*YOUR GOAL*: The span to copy runs from the line containing "pub mod error_codes;" to the last line below. Copy it exactly, with nothing else.

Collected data

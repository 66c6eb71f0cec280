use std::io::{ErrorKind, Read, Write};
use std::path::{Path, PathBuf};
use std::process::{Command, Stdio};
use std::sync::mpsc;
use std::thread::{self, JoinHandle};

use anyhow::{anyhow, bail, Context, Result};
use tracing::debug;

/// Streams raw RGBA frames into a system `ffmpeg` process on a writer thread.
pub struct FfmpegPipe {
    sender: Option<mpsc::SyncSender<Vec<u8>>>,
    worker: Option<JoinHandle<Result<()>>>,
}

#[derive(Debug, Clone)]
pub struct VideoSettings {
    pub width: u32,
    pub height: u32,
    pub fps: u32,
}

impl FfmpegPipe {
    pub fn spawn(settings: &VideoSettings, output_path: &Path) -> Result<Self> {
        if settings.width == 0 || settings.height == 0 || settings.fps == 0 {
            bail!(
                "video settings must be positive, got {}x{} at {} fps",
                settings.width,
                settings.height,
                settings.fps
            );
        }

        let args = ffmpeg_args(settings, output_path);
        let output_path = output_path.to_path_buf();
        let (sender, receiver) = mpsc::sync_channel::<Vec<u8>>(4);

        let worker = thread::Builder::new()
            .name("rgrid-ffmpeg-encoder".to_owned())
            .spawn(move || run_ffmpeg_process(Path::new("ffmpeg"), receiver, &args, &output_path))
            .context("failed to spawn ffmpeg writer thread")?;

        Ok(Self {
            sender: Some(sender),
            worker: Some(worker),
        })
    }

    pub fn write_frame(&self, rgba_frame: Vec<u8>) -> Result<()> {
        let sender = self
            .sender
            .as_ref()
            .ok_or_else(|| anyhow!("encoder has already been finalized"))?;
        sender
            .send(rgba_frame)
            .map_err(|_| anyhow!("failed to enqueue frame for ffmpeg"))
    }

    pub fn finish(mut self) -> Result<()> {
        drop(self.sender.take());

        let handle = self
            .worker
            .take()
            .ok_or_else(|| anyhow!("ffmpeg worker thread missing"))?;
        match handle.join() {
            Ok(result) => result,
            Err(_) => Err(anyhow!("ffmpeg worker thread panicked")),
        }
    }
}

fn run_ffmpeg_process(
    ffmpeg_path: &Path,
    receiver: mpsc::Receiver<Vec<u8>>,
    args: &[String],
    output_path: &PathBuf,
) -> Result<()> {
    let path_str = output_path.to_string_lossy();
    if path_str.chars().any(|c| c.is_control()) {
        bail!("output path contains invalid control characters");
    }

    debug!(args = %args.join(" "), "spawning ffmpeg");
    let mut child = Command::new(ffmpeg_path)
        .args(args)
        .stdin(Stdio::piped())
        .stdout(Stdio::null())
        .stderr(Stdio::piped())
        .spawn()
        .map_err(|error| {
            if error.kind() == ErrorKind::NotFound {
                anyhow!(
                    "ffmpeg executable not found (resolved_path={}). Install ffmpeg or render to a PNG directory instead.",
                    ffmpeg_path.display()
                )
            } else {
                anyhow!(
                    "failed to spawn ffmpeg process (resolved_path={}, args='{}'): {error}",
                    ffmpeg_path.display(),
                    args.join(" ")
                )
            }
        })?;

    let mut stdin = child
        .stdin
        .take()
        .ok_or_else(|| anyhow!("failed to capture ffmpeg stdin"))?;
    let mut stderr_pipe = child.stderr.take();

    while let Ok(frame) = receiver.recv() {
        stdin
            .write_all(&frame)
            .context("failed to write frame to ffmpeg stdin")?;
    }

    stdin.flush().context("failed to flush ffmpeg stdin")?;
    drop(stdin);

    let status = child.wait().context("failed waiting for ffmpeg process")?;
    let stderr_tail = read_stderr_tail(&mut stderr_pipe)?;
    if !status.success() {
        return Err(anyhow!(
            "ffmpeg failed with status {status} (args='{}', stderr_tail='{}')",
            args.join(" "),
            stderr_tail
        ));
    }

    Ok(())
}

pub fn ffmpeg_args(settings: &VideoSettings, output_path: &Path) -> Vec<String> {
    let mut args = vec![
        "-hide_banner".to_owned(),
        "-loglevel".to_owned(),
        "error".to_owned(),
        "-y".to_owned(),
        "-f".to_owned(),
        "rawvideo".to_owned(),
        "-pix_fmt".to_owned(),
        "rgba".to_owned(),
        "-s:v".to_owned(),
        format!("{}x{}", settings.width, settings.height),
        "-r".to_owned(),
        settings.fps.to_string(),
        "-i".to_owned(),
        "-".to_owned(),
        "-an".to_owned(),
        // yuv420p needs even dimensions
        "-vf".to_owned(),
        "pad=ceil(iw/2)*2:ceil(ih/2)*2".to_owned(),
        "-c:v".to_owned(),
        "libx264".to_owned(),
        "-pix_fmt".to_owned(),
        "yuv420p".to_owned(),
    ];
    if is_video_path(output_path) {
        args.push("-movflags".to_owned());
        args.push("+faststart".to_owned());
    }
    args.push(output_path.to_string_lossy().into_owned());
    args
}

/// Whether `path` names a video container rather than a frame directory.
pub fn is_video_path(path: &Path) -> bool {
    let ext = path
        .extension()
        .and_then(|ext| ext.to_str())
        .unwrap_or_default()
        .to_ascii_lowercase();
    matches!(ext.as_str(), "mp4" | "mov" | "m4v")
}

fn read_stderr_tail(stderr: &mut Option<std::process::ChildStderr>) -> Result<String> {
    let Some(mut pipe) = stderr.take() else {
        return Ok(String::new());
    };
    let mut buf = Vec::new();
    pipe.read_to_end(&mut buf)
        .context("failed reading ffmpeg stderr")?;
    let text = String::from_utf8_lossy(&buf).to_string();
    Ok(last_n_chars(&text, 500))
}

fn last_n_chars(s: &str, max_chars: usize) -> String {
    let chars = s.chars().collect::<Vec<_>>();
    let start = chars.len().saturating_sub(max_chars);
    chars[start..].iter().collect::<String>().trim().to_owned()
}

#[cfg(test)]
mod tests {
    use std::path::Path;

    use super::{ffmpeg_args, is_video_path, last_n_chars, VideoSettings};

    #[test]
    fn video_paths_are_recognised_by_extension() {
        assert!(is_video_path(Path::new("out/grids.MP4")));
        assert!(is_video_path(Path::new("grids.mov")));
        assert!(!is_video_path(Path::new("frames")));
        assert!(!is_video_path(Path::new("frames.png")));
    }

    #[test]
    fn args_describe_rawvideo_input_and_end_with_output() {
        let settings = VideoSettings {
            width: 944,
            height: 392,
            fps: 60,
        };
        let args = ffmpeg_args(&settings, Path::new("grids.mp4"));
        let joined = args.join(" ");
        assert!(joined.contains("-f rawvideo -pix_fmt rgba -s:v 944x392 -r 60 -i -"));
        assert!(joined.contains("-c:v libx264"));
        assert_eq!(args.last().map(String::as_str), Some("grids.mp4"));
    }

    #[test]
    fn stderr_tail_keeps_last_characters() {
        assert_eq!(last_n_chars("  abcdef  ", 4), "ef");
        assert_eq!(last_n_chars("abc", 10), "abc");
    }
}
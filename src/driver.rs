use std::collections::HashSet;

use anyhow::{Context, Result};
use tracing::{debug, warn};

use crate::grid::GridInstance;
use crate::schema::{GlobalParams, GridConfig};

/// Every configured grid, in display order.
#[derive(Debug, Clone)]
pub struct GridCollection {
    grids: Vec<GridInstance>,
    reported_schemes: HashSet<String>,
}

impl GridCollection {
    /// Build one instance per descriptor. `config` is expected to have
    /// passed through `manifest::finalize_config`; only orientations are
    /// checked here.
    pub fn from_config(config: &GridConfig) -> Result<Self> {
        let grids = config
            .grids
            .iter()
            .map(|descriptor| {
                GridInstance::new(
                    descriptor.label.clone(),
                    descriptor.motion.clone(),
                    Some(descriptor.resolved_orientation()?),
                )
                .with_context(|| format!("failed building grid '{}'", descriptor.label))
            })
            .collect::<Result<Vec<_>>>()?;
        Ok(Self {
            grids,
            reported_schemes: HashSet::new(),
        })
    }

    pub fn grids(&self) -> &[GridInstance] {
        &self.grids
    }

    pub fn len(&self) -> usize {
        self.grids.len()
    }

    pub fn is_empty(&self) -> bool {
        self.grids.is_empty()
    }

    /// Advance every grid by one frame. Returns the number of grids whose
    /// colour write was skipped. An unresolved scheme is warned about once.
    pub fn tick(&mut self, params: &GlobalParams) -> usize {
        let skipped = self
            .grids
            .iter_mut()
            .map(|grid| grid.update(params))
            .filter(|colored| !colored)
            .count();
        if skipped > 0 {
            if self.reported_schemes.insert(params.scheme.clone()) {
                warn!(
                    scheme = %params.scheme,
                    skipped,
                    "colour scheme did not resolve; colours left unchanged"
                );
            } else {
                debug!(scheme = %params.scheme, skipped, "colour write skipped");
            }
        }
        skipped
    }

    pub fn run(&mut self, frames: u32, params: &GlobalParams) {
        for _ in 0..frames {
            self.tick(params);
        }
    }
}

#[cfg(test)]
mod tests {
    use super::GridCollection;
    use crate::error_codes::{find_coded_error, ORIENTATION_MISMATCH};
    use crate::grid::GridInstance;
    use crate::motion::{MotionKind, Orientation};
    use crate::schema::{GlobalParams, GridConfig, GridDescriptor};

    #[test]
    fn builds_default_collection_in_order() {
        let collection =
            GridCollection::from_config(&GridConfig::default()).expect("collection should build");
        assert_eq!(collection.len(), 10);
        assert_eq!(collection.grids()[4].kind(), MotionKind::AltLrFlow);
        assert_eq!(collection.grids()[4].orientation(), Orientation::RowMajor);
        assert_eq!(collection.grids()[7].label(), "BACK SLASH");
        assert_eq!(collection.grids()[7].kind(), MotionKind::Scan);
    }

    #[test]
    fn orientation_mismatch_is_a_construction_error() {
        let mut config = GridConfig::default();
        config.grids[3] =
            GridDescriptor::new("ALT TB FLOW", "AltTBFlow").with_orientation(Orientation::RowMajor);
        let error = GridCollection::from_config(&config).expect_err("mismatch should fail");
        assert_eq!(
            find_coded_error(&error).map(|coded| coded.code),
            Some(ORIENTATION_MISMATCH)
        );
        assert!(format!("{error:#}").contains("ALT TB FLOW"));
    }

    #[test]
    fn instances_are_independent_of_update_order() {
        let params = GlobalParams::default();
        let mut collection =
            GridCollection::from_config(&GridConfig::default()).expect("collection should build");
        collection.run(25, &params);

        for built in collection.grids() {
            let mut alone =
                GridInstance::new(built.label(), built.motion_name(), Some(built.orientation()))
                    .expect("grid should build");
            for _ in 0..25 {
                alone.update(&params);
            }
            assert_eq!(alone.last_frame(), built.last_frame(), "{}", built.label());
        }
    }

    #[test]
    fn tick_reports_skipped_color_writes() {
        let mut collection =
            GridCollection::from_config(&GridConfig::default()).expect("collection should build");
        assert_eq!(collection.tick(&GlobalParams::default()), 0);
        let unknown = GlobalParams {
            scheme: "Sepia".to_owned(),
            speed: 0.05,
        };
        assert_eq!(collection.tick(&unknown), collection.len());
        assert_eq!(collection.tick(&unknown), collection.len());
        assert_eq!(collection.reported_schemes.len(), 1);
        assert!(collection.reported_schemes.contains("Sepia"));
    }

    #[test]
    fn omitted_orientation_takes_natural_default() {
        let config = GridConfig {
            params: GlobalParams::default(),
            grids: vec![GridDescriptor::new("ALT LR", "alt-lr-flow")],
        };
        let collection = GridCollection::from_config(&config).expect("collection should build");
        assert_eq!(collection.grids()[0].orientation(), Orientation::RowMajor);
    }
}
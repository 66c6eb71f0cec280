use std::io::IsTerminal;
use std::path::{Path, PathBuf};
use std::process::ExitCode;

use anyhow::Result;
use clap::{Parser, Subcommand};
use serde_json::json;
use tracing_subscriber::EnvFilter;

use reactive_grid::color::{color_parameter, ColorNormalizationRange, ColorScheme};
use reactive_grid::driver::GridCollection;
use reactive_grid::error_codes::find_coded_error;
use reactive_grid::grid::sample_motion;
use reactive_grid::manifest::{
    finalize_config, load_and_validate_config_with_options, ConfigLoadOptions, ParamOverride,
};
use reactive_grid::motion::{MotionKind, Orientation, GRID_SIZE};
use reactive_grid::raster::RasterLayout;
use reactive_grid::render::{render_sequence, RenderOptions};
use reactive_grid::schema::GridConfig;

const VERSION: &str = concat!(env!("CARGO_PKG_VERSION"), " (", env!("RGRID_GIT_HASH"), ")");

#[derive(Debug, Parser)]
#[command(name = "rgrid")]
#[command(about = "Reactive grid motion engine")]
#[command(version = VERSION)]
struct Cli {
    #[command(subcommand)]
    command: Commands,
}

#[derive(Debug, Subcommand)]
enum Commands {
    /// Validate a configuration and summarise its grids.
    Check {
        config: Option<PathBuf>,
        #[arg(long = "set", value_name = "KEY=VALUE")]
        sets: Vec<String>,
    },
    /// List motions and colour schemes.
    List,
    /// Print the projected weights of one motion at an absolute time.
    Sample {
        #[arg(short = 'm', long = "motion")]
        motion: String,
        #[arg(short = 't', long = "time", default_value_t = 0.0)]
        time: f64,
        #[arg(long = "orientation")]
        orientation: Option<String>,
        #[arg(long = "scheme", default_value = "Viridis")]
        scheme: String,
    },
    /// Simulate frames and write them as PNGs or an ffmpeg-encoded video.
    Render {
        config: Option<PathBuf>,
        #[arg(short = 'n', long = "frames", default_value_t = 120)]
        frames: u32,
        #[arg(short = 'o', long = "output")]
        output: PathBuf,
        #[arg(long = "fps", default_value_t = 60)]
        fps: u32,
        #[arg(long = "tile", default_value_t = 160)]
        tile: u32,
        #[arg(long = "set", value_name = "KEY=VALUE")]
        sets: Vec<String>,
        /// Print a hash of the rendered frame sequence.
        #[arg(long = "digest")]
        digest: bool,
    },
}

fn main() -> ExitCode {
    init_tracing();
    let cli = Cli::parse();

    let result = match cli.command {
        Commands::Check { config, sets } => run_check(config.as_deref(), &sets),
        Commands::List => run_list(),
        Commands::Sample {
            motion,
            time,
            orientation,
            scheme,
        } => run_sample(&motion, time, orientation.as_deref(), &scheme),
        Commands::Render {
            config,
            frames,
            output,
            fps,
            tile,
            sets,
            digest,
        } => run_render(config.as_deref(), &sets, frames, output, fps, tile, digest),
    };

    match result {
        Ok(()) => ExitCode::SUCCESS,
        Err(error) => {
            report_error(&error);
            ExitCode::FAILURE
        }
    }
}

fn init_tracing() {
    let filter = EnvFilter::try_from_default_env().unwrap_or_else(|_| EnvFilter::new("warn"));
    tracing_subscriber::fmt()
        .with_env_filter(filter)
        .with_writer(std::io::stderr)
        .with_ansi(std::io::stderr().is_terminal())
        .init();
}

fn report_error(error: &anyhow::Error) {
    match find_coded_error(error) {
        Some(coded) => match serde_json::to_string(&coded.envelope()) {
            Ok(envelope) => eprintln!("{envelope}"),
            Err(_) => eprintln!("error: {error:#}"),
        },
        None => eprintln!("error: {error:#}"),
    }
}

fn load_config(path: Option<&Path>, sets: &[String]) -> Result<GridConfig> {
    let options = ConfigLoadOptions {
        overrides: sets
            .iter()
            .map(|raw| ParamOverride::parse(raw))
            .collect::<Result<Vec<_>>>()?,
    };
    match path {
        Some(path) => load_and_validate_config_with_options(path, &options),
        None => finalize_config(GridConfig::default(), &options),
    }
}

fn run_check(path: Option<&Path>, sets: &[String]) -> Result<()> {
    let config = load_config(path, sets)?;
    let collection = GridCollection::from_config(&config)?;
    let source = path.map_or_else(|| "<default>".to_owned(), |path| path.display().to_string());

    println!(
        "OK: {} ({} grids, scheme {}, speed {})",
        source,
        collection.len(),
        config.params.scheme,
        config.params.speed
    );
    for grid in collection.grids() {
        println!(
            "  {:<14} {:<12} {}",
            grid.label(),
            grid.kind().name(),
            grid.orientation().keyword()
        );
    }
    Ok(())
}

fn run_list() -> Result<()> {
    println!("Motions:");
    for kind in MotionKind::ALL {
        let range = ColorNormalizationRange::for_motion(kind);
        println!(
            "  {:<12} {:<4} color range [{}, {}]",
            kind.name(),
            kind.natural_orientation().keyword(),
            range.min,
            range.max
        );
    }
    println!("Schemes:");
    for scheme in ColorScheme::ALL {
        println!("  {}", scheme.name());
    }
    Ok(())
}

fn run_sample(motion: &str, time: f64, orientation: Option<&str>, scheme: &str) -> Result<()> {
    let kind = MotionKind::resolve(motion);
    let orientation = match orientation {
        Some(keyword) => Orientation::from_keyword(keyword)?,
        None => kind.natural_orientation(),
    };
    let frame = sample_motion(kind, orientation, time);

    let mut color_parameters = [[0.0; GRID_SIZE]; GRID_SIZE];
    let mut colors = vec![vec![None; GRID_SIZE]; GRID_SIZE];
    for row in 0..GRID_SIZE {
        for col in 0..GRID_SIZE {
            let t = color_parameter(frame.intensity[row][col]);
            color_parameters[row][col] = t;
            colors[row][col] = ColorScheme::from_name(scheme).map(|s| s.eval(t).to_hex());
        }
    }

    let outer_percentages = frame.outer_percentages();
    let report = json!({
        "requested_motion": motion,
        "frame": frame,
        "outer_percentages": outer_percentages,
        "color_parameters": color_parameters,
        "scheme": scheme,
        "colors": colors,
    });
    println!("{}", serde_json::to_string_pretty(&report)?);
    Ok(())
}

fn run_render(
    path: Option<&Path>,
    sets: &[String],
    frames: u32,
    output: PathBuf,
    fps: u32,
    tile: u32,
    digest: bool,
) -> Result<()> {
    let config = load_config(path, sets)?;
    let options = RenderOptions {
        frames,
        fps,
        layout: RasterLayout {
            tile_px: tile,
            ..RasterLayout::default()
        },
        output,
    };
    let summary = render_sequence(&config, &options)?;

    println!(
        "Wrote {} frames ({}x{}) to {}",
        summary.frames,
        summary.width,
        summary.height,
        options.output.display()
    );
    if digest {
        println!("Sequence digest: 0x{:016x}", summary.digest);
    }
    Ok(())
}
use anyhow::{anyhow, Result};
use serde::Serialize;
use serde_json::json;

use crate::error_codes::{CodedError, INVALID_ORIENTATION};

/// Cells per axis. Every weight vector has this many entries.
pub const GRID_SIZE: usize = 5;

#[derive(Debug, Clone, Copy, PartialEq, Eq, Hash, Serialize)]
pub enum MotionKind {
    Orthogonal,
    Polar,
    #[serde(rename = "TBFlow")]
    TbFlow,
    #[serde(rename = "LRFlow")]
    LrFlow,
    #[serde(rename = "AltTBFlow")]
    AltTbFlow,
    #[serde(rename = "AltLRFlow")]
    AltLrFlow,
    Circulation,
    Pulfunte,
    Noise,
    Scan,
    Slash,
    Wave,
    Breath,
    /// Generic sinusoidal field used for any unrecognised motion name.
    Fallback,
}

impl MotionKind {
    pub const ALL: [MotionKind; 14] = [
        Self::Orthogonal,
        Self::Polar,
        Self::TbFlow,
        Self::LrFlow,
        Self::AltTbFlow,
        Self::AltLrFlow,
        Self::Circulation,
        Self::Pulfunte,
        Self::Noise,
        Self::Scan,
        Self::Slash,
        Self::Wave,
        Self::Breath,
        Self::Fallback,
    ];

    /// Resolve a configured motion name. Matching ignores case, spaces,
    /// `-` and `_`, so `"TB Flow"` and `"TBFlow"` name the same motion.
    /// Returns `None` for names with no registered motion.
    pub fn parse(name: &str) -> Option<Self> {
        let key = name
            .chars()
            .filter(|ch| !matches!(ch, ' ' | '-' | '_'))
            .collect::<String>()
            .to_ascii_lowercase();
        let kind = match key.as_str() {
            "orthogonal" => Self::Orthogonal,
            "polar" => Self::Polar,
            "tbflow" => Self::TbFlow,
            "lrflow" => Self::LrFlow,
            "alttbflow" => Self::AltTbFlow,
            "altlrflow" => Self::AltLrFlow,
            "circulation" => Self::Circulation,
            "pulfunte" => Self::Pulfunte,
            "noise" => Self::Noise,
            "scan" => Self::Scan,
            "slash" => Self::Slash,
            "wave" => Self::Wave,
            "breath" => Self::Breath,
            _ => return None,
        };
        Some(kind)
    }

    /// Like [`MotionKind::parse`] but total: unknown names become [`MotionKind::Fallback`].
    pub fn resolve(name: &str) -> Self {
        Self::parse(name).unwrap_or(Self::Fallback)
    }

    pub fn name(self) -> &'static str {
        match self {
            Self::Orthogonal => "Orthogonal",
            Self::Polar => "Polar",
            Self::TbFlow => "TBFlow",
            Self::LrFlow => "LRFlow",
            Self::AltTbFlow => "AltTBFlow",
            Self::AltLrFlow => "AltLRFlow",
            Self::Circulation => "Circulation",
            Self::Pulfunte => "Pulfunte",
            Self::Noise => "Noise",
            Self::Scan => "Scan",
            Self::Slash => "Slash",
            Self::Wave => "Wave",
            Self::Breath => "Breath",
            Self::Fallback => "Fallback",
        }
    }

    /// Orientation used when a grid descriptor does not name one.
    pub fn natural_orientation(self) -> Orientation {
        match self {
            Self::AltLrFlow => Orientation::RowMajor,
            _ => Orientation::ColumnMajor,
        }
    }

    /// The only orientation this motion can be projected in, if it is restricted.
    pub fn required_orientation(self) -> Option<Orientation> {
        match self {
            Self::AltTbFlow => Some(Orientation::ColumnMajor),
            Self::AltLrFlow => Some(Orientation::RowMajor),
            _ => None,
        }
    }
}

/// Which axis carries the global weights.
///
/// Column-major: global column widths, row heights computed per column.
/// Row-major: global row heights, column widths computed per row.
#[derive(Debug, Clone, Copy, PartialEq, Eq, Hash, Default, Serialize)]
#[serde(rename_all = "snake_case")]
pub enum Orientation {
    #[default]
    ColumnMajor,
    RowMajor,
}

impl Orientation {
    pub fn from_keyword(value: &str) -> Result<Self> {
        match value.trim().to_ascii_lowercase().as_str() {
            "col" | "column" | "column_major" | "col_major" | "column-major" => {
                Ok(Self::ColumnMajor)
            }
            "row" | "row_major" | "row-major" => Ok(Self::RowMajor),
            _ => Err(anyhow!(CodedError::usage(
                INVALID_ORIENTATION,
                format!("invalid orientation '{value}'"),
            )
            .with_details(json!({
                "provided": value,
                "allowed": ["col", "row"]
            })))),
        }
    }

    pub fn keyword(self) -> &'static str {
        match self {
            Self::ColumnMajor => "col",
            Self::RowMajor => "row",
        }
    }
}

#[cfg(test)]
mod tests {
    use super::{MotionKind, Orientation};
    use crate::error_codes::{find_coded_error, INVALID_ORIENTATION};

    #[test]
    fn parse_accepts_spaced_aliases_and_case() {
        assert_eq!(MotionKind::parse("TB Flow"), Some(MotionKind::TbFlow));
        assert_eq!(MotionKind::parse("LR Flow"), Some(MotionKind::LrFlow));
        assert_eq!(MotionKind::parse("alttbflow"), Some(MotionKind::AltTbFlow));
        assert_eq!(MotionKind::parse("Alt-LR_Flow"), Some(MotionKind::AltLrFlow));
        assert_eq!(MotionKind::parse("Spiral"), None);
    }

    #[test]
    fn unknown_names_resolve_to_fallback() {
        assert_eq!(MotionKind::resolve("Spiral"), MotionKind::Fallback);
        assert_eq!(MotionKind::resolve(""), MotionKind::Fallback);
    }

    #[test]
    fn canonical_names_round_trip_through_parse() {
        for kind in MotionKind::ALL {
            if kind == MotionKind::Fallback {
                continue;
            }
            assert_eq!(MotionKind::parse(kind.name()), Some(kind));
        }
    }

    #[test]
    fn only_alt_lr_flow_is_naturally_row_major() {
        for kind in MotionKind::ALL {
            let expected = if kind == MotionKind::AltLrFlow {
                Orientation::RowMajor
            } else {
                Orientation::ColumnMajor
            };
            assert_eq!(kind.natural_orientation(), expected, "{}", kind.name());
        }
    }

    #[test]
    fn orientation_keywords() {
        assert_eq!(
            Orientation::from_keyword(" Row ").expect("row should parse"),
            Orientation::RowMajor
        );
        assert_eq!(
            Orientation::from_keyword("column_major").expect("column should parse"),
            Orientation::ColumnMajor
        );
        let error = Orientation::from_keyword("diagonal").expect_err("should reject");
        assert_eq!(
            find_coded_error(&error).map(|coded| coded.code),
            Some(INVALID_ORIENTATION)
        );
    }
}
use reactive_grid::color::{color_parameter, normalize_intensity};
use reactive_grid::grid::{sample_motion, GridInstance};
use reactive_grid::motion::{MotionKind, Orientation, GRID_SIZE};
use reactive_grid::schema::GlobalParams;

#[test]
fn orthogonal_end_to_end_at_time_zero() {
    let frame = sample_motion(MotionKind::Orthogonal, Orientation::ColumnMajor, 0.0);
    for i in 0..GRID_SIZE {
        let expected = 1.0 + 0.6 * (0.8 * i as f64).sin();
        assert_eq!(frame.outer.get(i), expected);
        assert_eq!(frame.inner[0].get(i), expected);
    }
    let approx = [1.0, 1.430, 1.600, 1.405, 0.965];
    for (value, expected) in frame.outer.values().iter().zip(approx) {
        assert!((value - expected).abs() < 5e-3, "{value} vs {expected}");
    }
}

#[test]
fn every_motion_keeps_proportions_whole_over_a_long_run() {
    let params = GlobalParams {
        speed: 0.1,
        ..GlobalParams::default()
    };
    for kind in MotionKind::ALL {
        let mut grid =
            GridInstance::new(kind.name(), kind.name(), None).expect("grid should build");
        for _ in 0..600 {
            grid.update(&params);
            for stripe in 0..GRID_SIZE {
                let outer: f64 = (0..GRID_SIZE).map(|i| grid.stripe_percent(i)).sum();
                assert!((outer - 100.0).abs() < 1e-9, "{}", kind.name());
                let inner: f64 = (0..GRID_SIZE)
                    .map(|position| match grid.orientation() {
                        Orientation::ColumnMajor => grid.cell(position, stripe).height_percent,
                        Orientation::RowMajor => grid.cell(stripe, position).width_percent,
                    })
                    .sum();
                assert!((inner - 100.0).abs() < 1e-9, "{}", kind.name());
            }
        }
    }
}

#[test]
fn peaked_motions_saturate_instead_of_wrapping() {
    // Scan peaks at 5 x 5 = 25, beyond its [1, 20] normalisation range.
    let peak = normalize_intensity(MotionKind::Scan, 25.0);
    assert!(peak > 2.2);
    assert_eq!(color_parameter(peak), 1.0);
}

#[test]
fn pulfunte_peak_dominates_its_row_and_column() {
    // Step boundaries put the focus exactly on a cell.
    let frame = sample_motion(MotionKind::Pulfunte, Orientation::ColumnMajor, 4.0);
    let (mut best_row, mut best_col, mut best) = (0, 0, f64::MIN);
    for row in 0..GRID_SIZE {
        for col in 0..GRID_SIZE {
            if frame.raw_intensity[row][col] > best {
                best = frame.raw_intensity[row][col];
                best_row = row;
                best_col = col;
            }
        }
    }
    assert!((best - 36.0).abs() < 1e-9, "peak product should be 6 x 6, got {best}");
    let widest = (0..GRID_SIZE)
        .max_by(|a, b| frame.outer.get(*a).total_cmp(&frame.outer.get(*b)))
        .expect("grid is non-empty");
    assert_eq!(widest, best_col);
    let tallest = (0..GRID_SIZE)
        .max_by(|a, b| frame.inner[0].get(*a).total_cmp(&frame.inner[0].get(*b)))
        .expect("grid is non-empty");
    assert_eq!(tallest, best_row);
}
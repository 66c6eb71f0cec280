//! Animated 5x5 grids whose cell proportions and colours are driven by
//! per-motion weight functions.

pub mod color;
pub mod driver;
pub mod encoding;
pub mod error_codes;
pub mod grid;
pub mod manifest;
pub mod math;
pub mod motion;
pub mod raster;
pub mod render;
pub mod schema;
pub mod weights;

*RESPONSE BOX*:
pub mod error_codes;
pub mod grid;
pub mod manifest;
pub mod math;
pub mod motion;
pub mod raster;
pub mod render;
pub mod schema;
pub mod weights;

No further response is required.